Nas duas etapas do Estágio de Proteção Radiológica, os profissionais são treinados no exercício das seguintes ações: (a) fundamentos básicos de triagem de pessoal radioacidentado; (b) atendimento dos acidentados considerando a proteção radiológica da equipe; (c) ações demandadas das equipes médicas considerando os efeitos biológicos causados pela radiação ionizante e (d) atendimento às boas práticas radiológicas. Nos últimos anos, com a questão da segurança nos grandes eventos sediados, somados às possíveis ações utilizando materiais nucleares para provocar distúrbio social, em um cenário geopolítico atual marcado por crescentes guerras assimétricas no teatro de operações, aumenta-se o grau de importância de cursos e estágios desta natureza para a Força Terrestre brasileira.


3. Objetivos


a. desenvolver a capacitação básica para proteção radiológica em atividades rotineiras e para situações de emergência;

b. capacitar os militares que, no exercício das suas funções, operem direta ou habitualmente com Raios X ou substâncias radioativas, tendo em vista a ocupação de cargos e o desempenho de funções afetas ao indivíduo ocupacionalmente exposto (IOE);

c. identificar os controles de saúde ocupacional necessários para o trabalho com radiação ionizante;

d. conhecer a legislação que estabelece requisitos sanitários para a garantia da qualidade e da segurança em sistemas de radiodiagnóstico, bem como a relação mínima de testes de aceitação e de controle de qualidade que devem ser realizados pelos serviços de saúde;

e. descrever proteção radiológica e nuclear, os princípios de detecção das radiações e equipamentos de proteção individual (EPI);

f. executar exercício prático de detecção e manuseio da instrumentação nuclear e do uso de EPI;

g. descrever ações e executar exercício prático de ações de resposta a situações de emergência; e

h. conhecer e realizar procedimentos de controle de qualidade de equipamentos de radiodiagnóstico.


4. Referências


  1. Portaria nº 036-SCT, de 02 de Julho de 2002, que aprova as instruções reguladoras da inscrição, da seleção e da matrícula nos Estágios.

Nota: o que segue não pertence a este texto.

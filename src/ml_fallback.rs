//! §4.D MLFallback — character n-gram similarity lookup against a
//! trained `provide → (binaryName, sourceName)` table, used only when
//! rule-based canonicalization in `name_canonicalizer` misses.
//!
//! The inference surface is intentionally the tiny `MlFallback` trait
//! so alternative implementations (edit distance, an embedding
//! service) are substitutable, per spec.md §9.

use std::collections::{BTreeMap, HashMap};
use std::path::{Path, PathBuf};
use std::sync::Mutex;

use serde::{Deserialize, Serialize};
use tracing::{debug, warn};

/// One training example: a provide token mapped to its real package
/// names.
#[derive(Debug, Clone, Serialize, Deserialize)]
pub struct TrainingExample {
    pub provide: String,
    pub rpm_name: String,
    pub srpm_name: String,
}

#[derive(Debug, Clone, PartialEq)]
pub struct Prediction {
    pub rpm_name: String,
    pub srpm_name: String,
    pub distance: f64,
}

/// Capability trait implemented by `NgramFallback`; kept tiny so the
/// canonicalizer doesn't need to know anything about vectorization.
pub trait MlFallback: Send + Sync {
    fn available(&self) -> bool;
    fn predict(&self, token: &str) -> Option<Prediction>;
}

type NgramVector = HashMap<String, f64>;

/// Character n-gram (n in 2..=5) nearest-neighbor index under cosine
/// distance, with k up to 5.
pub struct NgramFallback {
    examples: Vec<(TrainingExample, NgramVector)>,
    k: usize,
    distance_threshold: f64,
    prediction_cache: Mutex<PredictionCache>,
    cache_path: Option<PathBuf>,
}

impl NgramFallback {
    const MIN_N: usize = 2;
    const MAX_N: usize = 5;

    pub fn train(examples: Vec<TrainingExample>) -> anyhow::Result<Self> {
        if examples.is_empty() {
            anyhow::bail!("cannot train MLFallback on an empty example set");
        }
        let vectorized = examples
            .into_iter()
            .map(|example| {
                let vector = ngram_vector(&example.provide);
                (example, vector)
            })
            .collect();
        Ok(Self {
            examples: vectorized,
            k: 5,
            distance_threshold: crate::config::DEFAULT_ML_DISTANCE_THRESHOLD,
            prediction_cache: Mutex::new(PredictionCache::default()),
            cache_path: None,
        })
    }

    /// §4.D: a nearest neighbor farther than `threshold` is not a
    /// prediction, it's noise — `predict` returns `None` rather than
    /// the identity fallback deciding what to do with it.
    pub fn with_distance_threshold(mut self, threshold: f64) -> Self {
        self.distance_threshold = threshold;
        self
    }

    /// Persists the trained corpus as an opaque JSON blob. The format
    /// is intentionally treated as opaque by callers (§6: "The model
    /// artifact is an opaque binary blob"); JSON is merely this
    /// implementation's encoding of that blob.
    pub fn save(&self, path: &Path) -> anyhow::Result<()> {
        let raw: Vec<&TrainingExample> = self.examples.iter().map(|(e, _)| e).collect();
        let bytes = serde_json::to_vec(&raw)?;
        if let Some(parent) = path.parent() {
            std::fs::create_dir_all(parent)?;
        }
        std::fs::write(path, bytes)?;
        Ok(())
    }

    /// `load(path) → Self`. Deserialization failure is not surfaced as
    /// an error to the caller of `NameCanonicalizer` — per §4.D, a
    /// model that fails to load simply makes `available() == false`
    /// via `MlFallback::maybe_load`.
    fn load(path: &Path, distance_threshold: f64) -> anyhow::Result<Self> {
        let bytes = std::fs::read(path)?;
        let examples: Vec<TrainingExample> = serde_json::from_slice(&bytes)?;
        let mut fallback = Self::train(examples)?.with_distance_threshold(distance_threshold);
        fallback.cache_path = Some(prediction_cache_path_for(path));
        fallback.prediction_cache = Mutex::new(PredictionCache::load_tolerant(
            fallback.cache_path.as_deref().unwrap(),
        ));
        Ok(fallback)
    }

    /// Loads the model at `path` if present and well-formed, returning
    /// `None` (rather than propagating an error) on any failure — the
    /// caller degrades to rules-only canonicalization.
    pub fn maybe_load(path: &Path, distance_threshold: f64) -> Option<Self> {
        match Self::load(path, distance_threshold) {
            Ok(model) => Some(model),
            Err(err) => {
                warn!(path = %path.display(), error = %err, "ML fallback model unavailable, degrading to rules-only");
                None
            }
        }
    }

    fn nearest(&self, token: &str) -> Option<(&TrainingExample, f64)> {
        let query = ngram_vector(token);
        let mut scored: Vec<(&TrainingExample, f64)> = self
            .examples
            .iter()
            .map(|(example, vector)| (example, cosine_distance(&query, vector)))
            .collect();
        scored.sort_by(|a, b| a.1.partial_cmp(&b.1).unwrap_or(std::cmp::Ordering::Equal));
        scored.truncate(self.k.max(1));
        scored.into_iter().next()
    }
}

impl MlFallback for NgramFallback {
    fn available(&self) -> bool {
        !self.examples.is_empty()
    }

    fn predict(&self, token: &str) -> Option<Prediction> {
        if let Some(cached) = self.prediction_cache.lock().unwrap().get(token) {
            return (cached.distance <= self.distance_threshold).then_some(cached);
        }
        let (example, distance) = self.nearest(token)?;
        let prediction = Prediction {
            rpm_name: example.rpm_name.clone(),
            srpm_name: example.srpm_name.clone(),
            distance,
        };
        debug!(token, distance, rpm = %prediction.rpm_name, "ML fallback nearest-neighbor prediction");
        let mut cache = self.prediction_cache.lock().unwrap();
        cache.insert(token.to_string(), prediction.clone());
        if let Some(path) = &self.cache_path {
            cache.persist(path);
        }
        if distance <= self.distance_threshold {
            Some(prediction)
        } else {
            debug!(token, distance, threshold = self.distance_threshold, "nearest neighbor outside threshold, no prediction");
            None
        }
    }
}

fn ngram_vector(token: &str) -> NgramVector {
    let chars: Vec<char> = token.chars().collect();
    let mut counts: HashMap<String, f64> = HashMap::new();
    for n in NgramFallback::MIN_N..=NgramFallback::MAX_N {
        if chars.len() < n {
            continue;
        }
        for window in chars.windows(n) {
            let gram: String = window.iter().collect();
            *counts.entry(gram).or_insert(0.0) += 1.0;
        }
    }
    counts
}

fn cosine_distance(a: &NgramVector, b: &NgramVector) -> f64 {
    let dot: f64 = a.iter().map(|(k, v)| v * b.get(k).copied().unwrap_or(0.0)).sum();
    let norm_a: f64 = a.values().map(|v| v * v).sum::<f64>().sqrt();
    let norm_b: f64 = b.values().map(|v| v * v).sum::<f64>().sqrt();
    if norm_a == 0.0 || norm_b == 0.0 {
        return 1.0;
    }
    let cosine_similarity = (dot / (norm_a * norm_b)).clamp(-1.0, 1.0);
    1.0 - cosine_similarity
}

/// Persistent, corruption-tolerant prediction cache. A
/// corrupt cache file is discarded and rewritten rather than treated
/// as fatal.
#[derive(Debug, Default, Serialize, Deserialize)]
struct PredictionCache {
    entries: BTreeMap<String, CachedPrediction>,
}

#[derive(Debug, Clone, Serialize, Deserialize)]
struct CachedPrediction {
    rpm: String,
    srpm: String,
    distance: f64,
}

impl PredictionCache {
    fn load_tolerant(path: &Path) -> Self {
        match std::fs::read(path) {
            Ok(bytes) => serde_json::from_slice(&bytes).unwrap_or_else(|err| {
                warn!(path = %path.display(), error = %err, "discarding corrupt ML prediction cache");
                Self::default()
            }),
            Err(_) => Self::default(),
        }
    }

    fn get(&self, token: &str) -> Option<Prediction> {
        self.entries.get(token).map(|c| Prediction {
            rpm_name: c.rpm.clone(),
            srpm_name: c.srpm.clone(),
            distance: c.distance,
        })
    }

    fn insert(&mut self, token: String, prediction: Prediction) {
        self.entries.insert(
            token,
            CachedPrediction {
                rpm: prediction.rpm_name,
                srpm: prediction.srpm_name,
                distance: prediction.distance,
            },
        );
    }

    fn persist(&self, path: &Path) {
        if let Some(parent) = path.parent() {
            let _ = std::fs::create_dir_all(parent);
        }
        if let Ok(bytes) = serde_json::to_vec(&self.entries) {
            let _ = std::fs::write(path, bytes);
        }
    }
}

fn prediction_cache_path_for(model_path: &Path) -> PathBuf {
    dirs::cache_dir()
        .unwrap_or_else(std::env::temp_dir)
        .join("srpmgraph")
        .join(format!(
            "ml-predictions-{}.json",
            model_path.file_stem().and_then(|s| s.to_str()).unwrap_or("default")
        ))
}

#[cfg(test)]
mod tests {
    use super::*;

    fn sample_examples() -> Vec<TrainingExample> {
        vec![
            TrainingExample {
                provide: "libfoobar.so.2".to_string(),
                rpm_name: "foobar-libs".to_string(),
                srpm_name: "foobar".to_string(),
            },
            TrainingExample {
                provide: "python(abi)".to_string(),
                rpm_name: "python3".to_string(),
                srpm_name: "python3".to_string(),
            },
        ]
    }

    #[test]
    fn train_rejects_empty_corpus() {
        assert!(NgramFallback::train(vec![]).is_err());
    }

    #[test]
    fn predict_returns_closest_match() {
        let model = NgramFallback::train(sample_examples()).unwrap();
        let prediction = model.predict("libfoobar.so.3").unwrap();
        assert_eq!(prediction.rpm_name, "foobar-libs");
    }

    #[test]
    fn available_reflects_nonempty_corpus() {
        let model = NgramFallback::train(sample_examples()).unwrap();
        assert!(model.available());
    }

    #[test]
    fn save_and_load_round_trips() {
        let dir = tempfile::tempdir().unwrap();
        let model_path = dir.path().join("model.json");
        let model = NgramFallback::train(sample_examples()).unwrap();
        model.save(&model_path).unwrap();

        let reloaded = NgramFallback::maybe_load(&model_path, crate::config::DEFAULT_ML_DISTANCE_THRESHOLD).expect("reload succeeds");
        assert!(reloaded.available());
        let prediction = reloaded.predict("libfoobar.so.9").unwrap();
        assert_eq!(prediction.rpm_name, "foobar-libs");
    }

    #[test]
    fn predict_returns_none_beyond_distance_threshold() {
        let model = NgramFallback::train(sample_examples()).unwrap().with_distance_threshold(0.05);
        // Shares no n-grams with either training example, so its nearest
        // neighbor is at cosine distance 1.0 — well past the threshold.
        assert!(model.predict("zzzzzzzzzz").is_none());
    }

    #[test]
    fn maybe_load_degrades_gracefully_on_missing_file() {
        assert!(NgramFallback::maybe_load(Path::new("/nonexistent/model.json"), crate::config::DEFAULT_ML_DISTANCE_THRESHOLD).is_none());
    }

    #[test]
    fn maybe_load_degrades_gracefully_on_corrupt_file() {
        let dir = tempfile::tempdir().unwrap();
        let model_path = dir.path().join("model.json");
        std::fs::write(&model_path, b"not json at all").unwrap();
        assert!(NgramFallback::maybe_load(&model_path, crate::config::DEFAULT_ML_DISTANCE_THRESHOLD).is_none());
    }

    #[test]
    fn corrupt_prediction_cache_is_discarded_not_fatal() {
        let dir = tempfile::tempdir().unwrap();
        let cache_path = dir.path().join("predictions.json");
        std::fs::write(&cache_path, b"{not valid json").unwrap();
        let cache = PredictionCache::load_tolerant(&cache_path);
        assert!(cache.entries.is_empty());
    }
}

  2. Portaria nº 092 – DGP, de 23 de maio de 2008, que aprova as normas para codificação e estágios do Exército Brasileiro e cria o catálogo de códigos para cursos e estágios do EB;

  3. Portaria nº 204 – EME, de 14 de dezembro de 2012, que aprova a diretriz para atualização e funcionamento do Sistema de Defesa Química, Biológica, Radiológica e Nuclear do Exército (SisDQBRNEx);

  4. Portaria nº 05-EME, de 31 de janeiro de 2013;

  5. Portaria nº-14 – EME, de 05 de fevereiro de 2013, que altera as condições de funcionamento do Estágio Básico de Proteção Radiológica para oficiais;

  6. Portaria nº 012-DCT, de 10 de abril de 2013;

  7. Portatia nº 210-DECEx, de 19 de agosto de 2019.

5. Importância

Ao longo desses quase 20 anos de Estágio, houve a capacitação de mais de 300 militares do Serviço de Saúde que atuam em todo o território nacional. Este trabalho de capacitação tem se mostrado fundamental e uma condição indispensável para difundir o conhecimento e a cultura da radioproteção nas unidades militares do EB, com impactos positivos sobre a segurança radiológica de várias atividades.

6. Perspectivas futuras

Considerando o grau de importância no tema, existe um estudo para transformar os Estágios, Básico e Avançado de Proteção Radiológica atualmente oferecidos em um curso de pós-graduação latu sensu. Neste formato, o curso procuraria se adequar às necessidades imediatas do EB, de maneira que os alunos buscassem desenvolver produtos e resultados específicos para problemas urgentes e reais encontrados na prática na utilização de equipamentos que emitem radiação ou fontes radioativas.